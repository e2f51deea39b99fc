//! Forward and inverse map projections.
//!
//! Implements the GCTP family of projections from scratch: conics,
//! cylindricals, azimuthals, world pseudocylindricals, the interrupted
//! projections and the oblique Mercator variants. A [`Projection`] is
//! built from a [`ProjectionSpec`] (code, 15-slot parameter array, unit,
//! datum) and converts between longitude/latitude in degrees and
//! projected coordinates in its unit. [`Transformer`] chains an inverse
//! and a forward projection.

pub mod constants;
pub mod error;
pub mod params;
pub mod projection;
pub(crate) mod projections;
pub mod srs;
pub mod transformer;
pub mod util;

pub use constants::{Datum, ProjCode, COEFCT};
pub use error::{ProjResult, ProjectionError};
pub use params::ProjectionSpec;
pub use projection::Projection;
pub use srs::{parse_srs, to_proj_string, to_wkt, SrsError, SrsResult};
pub use transformer::Transformer;
//! Reduction of a source pixel area to one destination value.
//!
//! Pixel buffers are band-interleaved: the sample for `(column, row, band)`
//! lives at `(row * column_count + column) * band_count + band`.

use num_traits::ToPrimitive;
use raster_common::Area;
use serde::{Deserialize, Serialize};
use std::fmt;
use std::str::FromStr;

use crate::error::ReprojectError;

/// A sample type a [`Resampler`] can work on.
pub trait Sample: Copy + PartialOrd + ToPrimitive + Send + Sync + 'static {
    /// Convert back from a computed value, rounding and saturating for
    /// integer types.
    fn from_f64(value: f64) -> Self;
}

macro_rules! impl_integer_sample {
    ($($t:ty),*) => {$(
        impl Sample for $t {
            #[inline]
            fn from_f64(value: f64) -> Self {
                value.round() as $t
            }
        }
    )*};
}

impl_integer_sample!(u8, u16, i16, u32, i32);

impl Sample for f32 {
    #[inline]
    fn from_f64(value: f64) -> Self {
        value as f32
    }
}

impl Sample for f64 {
    #[inline]
    fn from_f64(value: f64) -> Self {
        value
    }
}

/// Resampling strategy.
#[derive(Debug, Clone, Copy, PartialEq, Eq, Hash, Serialize, Deserialize, Default)]
#[serde(rename_all = "lowercase")]
pub enum Resampler {
    /// Value of the area's upper-left pixel.
    #[default]
    Nearest,
    Min,
    Max,
    /// Arithmetic mean over every pixel of the area.
    Mean,
}

impl Resampler {
    pub const ALL: [Resampler; 4] = [
        Resampler::Nearest,
        Resampler::Min,
        Resampler::Max,
        Resampler::Mean,
    ];

    pub fn as_str(&self) -> &'static str {
        match self {
            Self::Nearest => "nearest",
            Self::Min => "min",
            Self::Max => "max",
            Self::Mean => "mean",
        }
    }

    /// Reduce `band` over the inclusive pixel `area` of `pixels`.
    ///
    /// `area` must already be clamped to the buffer. A single-pixel area
    /// returns that pixel for every strategy.
    pub fn resample<T: Sample>(
        &self,
        area: &Area,
        column_count: usize,
        band: usize,
        band_count: usize,
        pixels: &[T],
    ) -> T {
        let (first_column, first_row) = (area.ul.x as usize, area.ul.y as usize);
        let (last_column, last_row) = (area.lr.x as usize, area.lr.y as usize);
        let at = |column: usize, row: usize| pixels[(row * column_count + column) * band_count + band];

        let first = at(first_column, first_row);
        if (first_column == last_column && first_row == last_row) || *self == Self::Nearest {
            return first;
        }

        let samples = (first_row..=last_row)
            .flat_map(|row| (first_column..=last_column).map(move |column| (column, row)))
            .map(|(column, row)| at(column, row));

        match self {
            Self::Nearest => first,
            Self::Min => samples.fold(first, |acc, v| if v < acc { v } else { acc }),
            Self::Max => samples.fold(first, |acc, v| if v > acc { v } else { acc }),
            Self::Mean => {
                let (sum, count) = samples.fold((0.0, 0u64), |(sum, count), v| {
                    (sum + v.to_f64().unwrap_or(0.0), count + 1)
                });
                T::from_f64(sum / count as f64)
            }
        }
    }
}

impl FromStr for Resampler {
    type Err = ReprojectError;

    fn from_str(s: &str) -> Result<Self, Self::Err> {
        match s.to_lowercase().as_str() {
            "nearest" => Ok(Self::Nearest),
            "min" => Ok(Self::Min),
            "max" => Ok(Self::Max),
            "mean" => Ok(Self::Mean),
            other => Err(ReprojectError::config(format!(
                "unknown resampler '{other}' (expected nearest, min, max or mean)"
            ))),
        }
    }
}

impl fmt::Display for Resampler {
    fn fmt(&self, f: &mut fmt::Formatter<'_>) -> fmt::Result {
        write!(f, "{}", self.as_str())
    }
}

#[cfg(test)]
mod tests {
    use super::*;

    // 4 x 3, single band:
    //  1  2  3  4
    //  5  6  7  8
    //  9 10 11 12
    fn grid() -> Vec<u16> {
        (1..=12).collect()
    }

    #[test]
    fn test_single_pixel_returns_pixel() {
        let pixels = grid();
        let area = Area::pixels(2, 1, 2, 1);
        for resampler in Resampler::ALL {
            assert_eq!(resampler.resample(&area, 4, 0, 1, &pixels), 7, "{resampler}");
        }

        let floats = [0.1f32, 0.2, 0.7];
        let area = Area::pixels(2, 0, 2, 0);
        for resampler in Resampler::ALL {
            assert_eq!(resampler.resample(&area, 3, 0, 1, &floats), 0.7);
        }
    }

    #[test]
    fn test_min_max_mean_over_area() {
        let pixels = grid();
        let area = Area::pixels(1, 0, 3, 1);
        assert_eq!(Resampler::Nearest.resample(&area, 4, 0, 1, &pixels), 2);
        assert_eq!(Resampler::Min.resample(&area, 4, 0, 1, &pixels), 2);
        assert_eq!(Resampler::Max.resample(&area, 4, 0, 1, &pixels), 8);
        // (2 + 3 + 4 + 6 + 7 + 8) / 6 = 5
        assert_eq!(Resampler::Mean.resample(&area, 4, 0, 1, &pixels), 5);
    }

    #[test]
    fn test_mean_divides_by_inclusive_count() {
        let pixels = [1.0f64, 2.0, 3.0, 4.0];
        let column = Area::pixels(0, 0, 0, 1);
        assert_eq!(Resampler::Mean.resample(&column, 2, 0, 1, &pixels), 2.0);
        let row = Area::pixels(0, 1, 1, 1);
        assert_eq!(Resampler::Mean.resample(&row, 2, 0, 1, &pixels), 3.5);
    }

    #[test]
    fn test_interleaved_bands() {
        // 2 x 1, three bands: (10, 20, 30) (40, 50, 60)
        let pixels = [10u8, 20, 30, 40, 50, 60];
        let area = Area::pixels(0, 0, 1, 0);
        assert_eq!(Resampler::Max.resample(&area, 2, 0, 3, &pixels), 40);
        assert_eq!(Resampler::Min.resample(&area, 2, 1, 3, &pixels), 20);
        assert_eq!(Resampler::Mean.resample(&area, 2, 2, 3, &pixels), 45);
    }

    #[test]
    fn test_unknown_name_is_config_error() {
        assert_eq!("MEAN".parse::<Resampler>().unwrap(), Resampler::Mean);
        assert!(matches!(
            "bilinear".parse::<Resampler>(),
            Err(ReprojectError::Config(_))
        ));
    }

    #[test]
    fn test_integer_mean_rounds() {
        let pixels = [1i16, 2];
        let area = Area::pixels(0, 0, 1, 0);
        assert_eq!(Resampler::Mean.resample(&area, 2, 0, 1, &pixels), 2);
    }
}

- - -

Report each line of the data that includes the string "Serialize".

use serde::{Deserialize, Serialize};
#[derive(Debug, Clone, Copy, PartialEq, Eq, Hash, Serialize, Deserialize, Default)]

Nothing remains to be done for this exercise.